IPL will emerge stronger after the controversy: Dravid

Dubai: Senior Indian cricket players Rahul Dravid and Mahendra Singh Dhoni believe the Indian Premier League will survive the current corruption scandal.

Former IPL commissioner Lalit Modi has been suspended pending investigations of alleged corruption related to bidding for two of the clubs, television broadcast deals and other matters. He has denied any wrongdoing.

Former India captain Dravid, who plays for the Royal Challengers in the IPL, was hopeful the lucrative Twenty20 league would sort out the mess for the benefit of fans and said Wednesday that it would not affect players.

"I`m sure they`ll do what is right for the game," Dravid told The Associated Press on the sidelines of the SportAccord convention in Dubai.

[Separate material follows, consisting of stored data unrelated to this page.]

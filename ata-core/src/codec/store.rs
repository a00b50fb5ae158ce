use super::{Codec, CodecId};
use crate::error::{AtaError, Result};

/// Identity codec for `--compression none` and already-compressed content.
pub struct Store;

impl Codec for Store {
    fn id(&self) -> CodecId {
        CodecId::None
    }

    fn encode(&self, src: &[u8], _level: i32) -> Result<Vec<u8>> {
        Ok(src.to_vec())
    }

    fn decode(&self, src: &[u8], expected_len: usize) -> Result<Vec<u8>> {
        if src.len() != expected_len {
            return Err(AtaError::CorruptData(format!(
                "stored chunk is {} bytes, expected {expected_len}",
                src.len()
            )));
        }
        Ok(src.to_vec())
    }
}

"It`s important. The people of India love their cricket," he said. "This league has been hugely popular and they deserve a well organized and good run league. I hope going ahead that will be the case."

India captain Dhoni agreed, saying: "The IPL is here to stay."

"Not one individual but a few brains will have to work together to ensure it stays innovative."

Dhoni led Chennai Super Kings to win the eight-team IPL competition last week, defeating Sachin Tendulkar`s Mumbai Indians in the final.

"He (Modi) was part of it for the first three years, we have grown and with each season we have come up with something better," he said. "I`m sure they will come up with something that is good for everyone involved.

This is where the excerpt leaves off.